May 30, 2012

In the Simmons School’s Department of Applied Physiology and Wellness, faculty and students examine the biological basis of health and fitness.

During one of the department’s recent Research on Exercise and Wellness Colloquiums, Peter Weyand shared with the SMU community insights from his groundbreaking analyses of the mechanics of running. Weyand, an associate professor of applied physiology and biomechanics, directs the SMU Locomotor Performance Laboratory.

The most important factor driving performance is how hard runners hit the ground in relation to their body weight, he says. “Runners are a lot like bouncing balls. The vertical force propels them upward and momentum carries them forward.”

Weyand believes “research shouldn’t stop at the lab door. It’s important to make sure the public understands our scientific findings and how we translate them into practice.”

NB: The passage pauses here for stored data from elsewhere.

//! Kind registry mapping entity kinds to handlers.

use std::collections::HashMap;

use super::handler::{Containment, KindHandler};
use crate::config::CNT_NS;
use crate::types::EntityKind;

/// `rdf:type` of literal bodies shared by several kinds.
pub const CONTENT_AS_TEXT: &str = "http://www.w3.org/2011/content#ContentAsText";

/// Registry mapping entity kinds to handlers.
///
/// Replaces per-kind branching in importer, exporter and tagger with a
/// single lookup table.
pub struct KindRegistry {
    handlers: HashMap<EntityKind, Box<dyn KindHandler>>,
}

impl KindRegistry {
    /// Create a new empty registry.
    #[must_use]
    pub fn new() -> Self {
        Self {
            handlers: HashMap::new(),
        }
    }

    /// Register a handler under the kind it reports.
    pub fn register(&mut self, handler: impl KindHandler + 'static) {
        self.handlers.insert(handler.kind(), Box::new(handler));
    }

    /// Get the handler for a kind.
    #[must_use]
    pub fn get(&self, kind: EntityKind) -> Option<&dyn KindHandler> {
        self.handlers.get(&kind).map(|h| h.as_ref())
    }

    #[must_use]
    pub fn has_handler(&self, kind: EntityKind) -> bool {
        self.handlers.contains_key(&kind)
    }

    /// Containment of a kind, `Wrap` when unregistered.
    #[must_use]
    pub fn containment(&self, kind: EntityKind) -> Containment {
        self.get(kind).map_or(Containment::Wrap, |h| h.containment())
    }

    /// Identify the kind of an annotation from its body type and motivation.
    ///
    /// A specific body type wins. Literal bodies (`cnt:ContentAsText`) and
    /// bodiless annotations are told apart by their motivation.
    #[must_use]
    pub fn kind_for_annotation(&self, body_type: Option<&str>, motivation: Option<&str>) -> Option<EntityKind> {
        let specific = body_type.filter(|uri| *uri != CONTENT_AS_TEXT && !uri.starts_with(CNT_NS));
        let mut kinds: Vec<EntityKind> = self.handlers.keys().copied().collect();
        kinds.sort();
        if let Some(uri) = specific {
            return kinds
                .into_iter()
                .find(|kind| self.get(*kind).and_then(|h| h.body_type()) == Some(uri));
        }
        let motivation = motivation?;
        kinds.into_iter().find(|kind| {
            self.get(*kind).is_some_and(|h| {
                h.motivation() == motivation && matches!(h.body_type(), None | Some(CONTENT_AS_TEXT))
            })
        })
    }

    /// Return all registered kinds in declaration order.
    #[must_use]
    pub fn registered_kinds(&self) -> Vec<EntityKind> {
        EntityKind::ALL
            .into_iter()
            .filter(|kind| self.handlers.contains_key(kind))
            .collect()
    }
}

impl Default for KindRegistry {
    fn default() -> Self {
        Self::new()
    }
}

Last month Weyand received a three-year grant totaling $892,058 from the U.S. Army to focus on “quantifying the effect of loads on physiological stressors – such as metabolic rate and locomotor performance – over relatively short distances.”

“The overburdened foot soldier is a major issue for the army, and it needs guidance to evaluate the trade-offs involved in adding gear and technology that results in loading down the soldier. Pack weights can be 120 pounds or more,” he explains.

Other scientific investigations explore the function and dysfunction of human biological systems. In the department’s new Applied Physiology Laboratory, researchers use state-of-the-art equipment to study the autonomic nervous system in healthy and clinical populations. The autonomic nervous system controls heart rate, respiration, digestion, perspiration and other functions.

Assistant Professor Scott L. Davis directs the lab. In research funded by National Multiple Sclerosis Society grants, Davis examines autonomic dysfunction specifically related to thermoregulation and blood pressure control in people with multiple sclerosis (MS). MS is a chronic disabling disease that attacks the central nervous system and afflicts an estimated 2.1 million people worldwide.